___ THE RECORDS

//! Environment-driven configuration
//!
//! Values come from the process environment, optionally seeded from a
//! `.env` file. Every setting has a default except the CORS origin.

use axum::http::HeaderValue;
use std::env;
use std::net::{IpAddr, SocketAddr};

/// Distinguishes runtime behavior for different stages of the service.
#[derive(Debug, Clone, Copy, PartialEq, Eq)]
pub enum AppEnvironment {
    Development,
    Test,
    Production,
}

impl AppEnvironment {
    fn parse(value: &str) -> Self {
        match value.trim().to_ascii_lowercase().as_str() {
            "prod" | "production" => Self::Production,
            "test" | "ci" => Self::Test,
            _ => Self::Development,
        }
    }

    pub fn is_production(&self) -> bool {
        matches!(self, Self::Production)
    }
}

/// Top-level configuration for the application.
#[derive(Debug, Clone)]
pub struct AppConfig {
    pub environment: AppEnvironment,
    pub server: ServerConfig,
    pub telemetry: TelemetryConfig,
    pub sessions: SessionConfig,
    /// Allowed browser origin; any origin when unset.
    pub cors_allow_origin: Option<HeaderValue>,
}

impl AppConfig {
    /// Load from `.env` and the process environment.
    pub fn load() -> Result<Self, ConfigError> {
        dotenvy::dotenv().ok();
        Self::from_lookup(|key| env::var(key).ok())
    }

    /// Build from an arbitrary variable lookup.
    pub fn from_lookup<L>(lookup: L) -> Result<Self, ConfigError>
    where
        L: Fn(&str) -> Option<String>,
    {
        let environment =
            AppEnvironment::parse(&lookup("APP_ENV").unwrap_or_else(|| "development".to_string()));

        let host = lookup("APP_HOST").unwrap_or_else(|| "127.0.0.1".to_string());
        let port = parse_or(&lookup, "APP_PORT", 3000u16)?;
        let log_level = lookup("APP_LOG_LEVEL").unwrap_or_else(|| "info".to_string());

        let sessions = SessionConfig {
            ttl_secs: parse_or(&lookup, "SESSION_TTL_SECS", 2 * 60 * 60)?,
            idle_secs: parse_or(&lookup, "SESSION_IDLE_SECS", 30 * 60)?,
            max_capacity: parse_or(&lookup, "SESSION_MAX_CAPACITY", 10_000)?,
        };

        let cors_allow_origin = match lookup("CORS_ALLOW_ORIGIN") {
            Some(origin) if !origin.trim().is_empty() => Some(
                HeaderValue::from_str(origin.trim())
                    .map_err(|_| ConfigError::InvalidCorsOrigin(origin))?,
            ),
            _ => None,
        };

        Ok(Self {
            environment,
            server: ServerConfig { host, port },
            telemetry: TelemetryConfig { log_level },
            sessions,
            cors_allow_origin,
        })
    }
}

fn parse_or<L, T>(lookup: &L, key: &'static str, default: T) -> Result<T, ConfigError>
where
    L: Fn(&str) -> Option<String>,
    T: std::str::FromStr,
{
    match lookup(key) {
        Some(value) => value
            .trim()
            .parse()
            .map_err(|_| ConfigError::InvalidNumber { key, value }),
        None => Ok(default),
    }
}

/// Settings controlling the HTTP server binding.
#[derive(Debug, Clone)]
pub struct ServerConfig {
    pub host: String,
    pub port: u16,
}

impl ServerConfig {
    pub fn socket_addr(&self) -> Result<SocketAddr, ConfigError> {
        if self.host.eq_ignore_ascii_case("localhost") {
            return Ok(SocketAddr::new(IpAddr::from([127, 0, 0, 1]), self.port));
        }

        let ip: IpAddr = self
            .host
            .parse()
            .map_err(|source| ConfigError::InvalidHost { source })?;

        Ok(SocketAddr::new(ip, self.port))
    }
}

/// Tracing controls.
#[derive(Debug, Clone)]
pub struct TelemetryConfig {
    pub log_level: String,
}

/// Lifetime limits for wizard sessions.
#[derive(Debug, Clone)]
pub struct SessionConfig {
    pub ttl_secs: u64,
    pub idle_secs: u64,
    pub max_capacity: u64,
}

#[derive(Debug, thiserror::Error)]
pub enum ConfigError {
    #[error("{key} must be a number, got '{value}'")]
    InvalidNumber { key: &'static str, value: String },

    #[error("APP_HOST must parse to an IPv4 or IPv6 address")]
    InvalidHost {
        #[source]
        source: std::net::AddrParseError,
    },

    #[error("CORS_ALLOW_ORIGIN is not a valid header value: '{0}'")]
    InvalidCorsOrigin(String),
}
//! Error type shared by the single-table entity repositories.

use super::define_port_error;

define_port_error! {
    /// Persistence errors raised by student, teacher, and course adapters.
    pub enum RepositoryError {
        /// No connection could be checked out.
        Connection { message: String } => "{message}",
        /// A delete was blocked by a row that references the target.
        Referenced { message: String } => "{message}",
        /// The store rejected a statement, such as an unparseable timestamp.
        Constraint { message: String } => "{message}",
        /// Any other query failure.
        Query { message: String } => "{message}",
    }
}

______

* _AIM OF THE TASK_:
Would you return the entries exactly as they stand?

* _TASK RESULT_:
//! Environment-driven configuration
//!
//! Values come from the process environment, optionally seeded from a
//! `.env` file. Every setting has a default except the CORS origin.

use axum::http::HeaderValue;
use std::env;
use std::net::{IpAddr, SocketAddr};

/// Distinguishes runtime behavior for different stages of the service.
#[derive(Debug, Clone, Copy, PartialEq, Eq)]
pub enum AppEnvironment {
    Development,
    Test,
    Production,
}

impl AppEnvironment {
    fn parse(value: &str) -> Self {
        match value.trim().to_ascii_lowercase().as_str() {
            "prod" | "production" => Self::Production,
            "test" | "ci" => Self::Test,
            _ => Self::Development,
        }
    }

    pub fn is_production(&self) -> bool {
        matches!(self, Self::Production)
    }
}

/// Top-level configuration for the application.
#[derive(Debug, Clone)]
pub struct AppConfig {
    pub environment: AppEnvironment,
    pub server: ServerConfig,
    pub telemetry: TelemetryConfig,
    pub sessions: SessionConfig,
    /// Allowed browser origin; any origin when unset.
    pub cors_allow_origin: Option<HeaderValue>,
}

impl AppConfig {
    /// Load from `.env` and the process environment.
    pub fn load() -> Result<Self, ConfigError> {
        dotenvy::dotenv().ok();
        Self::from_lookup(|key| env::var(key).ok())
    }

    /// Build from an arbitrary variable lookup.
    pub fn from_lookup<L>(lookup: L) -> Result<Self, ConfigError>
    where
        L: Fn(&str) -> Option<String>,
    {
        let environment =
            AppEnvironment::parse(&lookup("APP_ENV").unwrap_or_else(|| "development".to_string()));

        let host = lookup("APP_HOST").unwrap_or_else(|| "127.0.0.1".to_string());
        let port = parse_or(&lookup, "APP_PORT", 3000u16)?;
        let log_level = lookup("APP_LOG_LEVEL").unwrap_or_else(|| "info".to_string());

        let sessions = SessionConfig {
            ttl_secs: parse_or(&lookup, "SESSION_TTL_SECS", 2 * 60 * 60)?,
            idle_secs: parse_or(&lookup, "SESSION_IDLE_SECS", 30 * 60)?,
            max_capacity: parse_or(&lookup, "SESSION_MAX_CAPACITY", 10_000)?,
        };

        let cors_allow_origin = match lookup("CORS_ALLOW_ORIGIN") {
            Some(origin) if !origin.trim().is_empty() => Some(
                HeaderValue::from_str(origin.trim())
                    .map_err(|_| ConfigError::InvalidCorsOrigin(origin))?,
            ),
            _ => None,
        };

        Ok(Self {
            environment,
            server: ServerConfig { host, port },
            telemetry: TelemetryConfig { log_level },
            sessions,
            cors_allow_origin,
        })
    }
}

fn parse_or<L, T>(lookup: &L, key: &'static str, default: T) -> Result<T, ConfigError>
where
    L: Fn(&str) -> Option<String>,
    T: std::str::FromStr,
{
    match lookup(key) {
        Some(value) => value
            .trim()
            .parse()
            .map_err(|_| ConfigError::InvalidNumber { key, value }),
        None => Ok(default),
    }
}

/// Settings controlling the HTTP server binding.
#[derive(Debug, Clone)]
pub struct ServerConfig {
    pub host: String,
    pub port: u16,
}

impl ServerConfig {
    pub fn socket_addr(&self) -> Result<SocketAddr, ConfigError> {
        if self.host.eq_ignore_ascii_case("localhost") {
            return Ok(SocketAddr::new(IpAddr::from([127, 0, 0, 1]), self.port));
        }

        let ip: IpAddr = self
            .host
            .parse()
            .map_err(|source| ConfigError::InvalidHost { source })?;

        Ok(SocketAddr::new(ip, self.port))
    }
}

/// Tracing controls.
#[derive(Debug, Clone)]
pub struct TelemetryConfig {
    pub log_level: String,
}

/// Lifetime limits for wizard sessions.
#[derive(Debug, Clone)]
pub struct SessionConfig {
    pub ttl_secs: u64,
    pub idle_secs: u64,
    pub max_capacity: u64,
}

#[derive(Debug, thiserror::Error)]
pub enum ConfigError {
    #[error("{key} must be a number, got '{value}'")]
    InvalidNumber { key: &'static str, value: String },

    #[error("APP_HOST must parse to an IPv4 or IPv6 address")]
    InvalidHost {
        #[source]
        source: std::net::AddrParseError,
    },

    #[error("CORS_ALLOW_ORIGIN is not a valid header value: '{0}'")]
    InvalidCorsOrigin(String),
}
//! Error type shared by the single-table entity repositories.

use super::define_port_error;

define_port_error! {
    /// Persistence errors raised by student, teacher, and course adapters.
    pub enum RepositoryError {
        /// No connection could be checked out.
        Connection { message: String } => "{message}",
        /// A delete was blocked by a row that references the target.
        Referenced { message: String } => "{message}",
        /// The store rejected a statement, such as an unparseable timestamp.
        Constraint { message: String } => "{message}",
        /// Any other query failure.
        Query { message: String } => "{message}",
    }
}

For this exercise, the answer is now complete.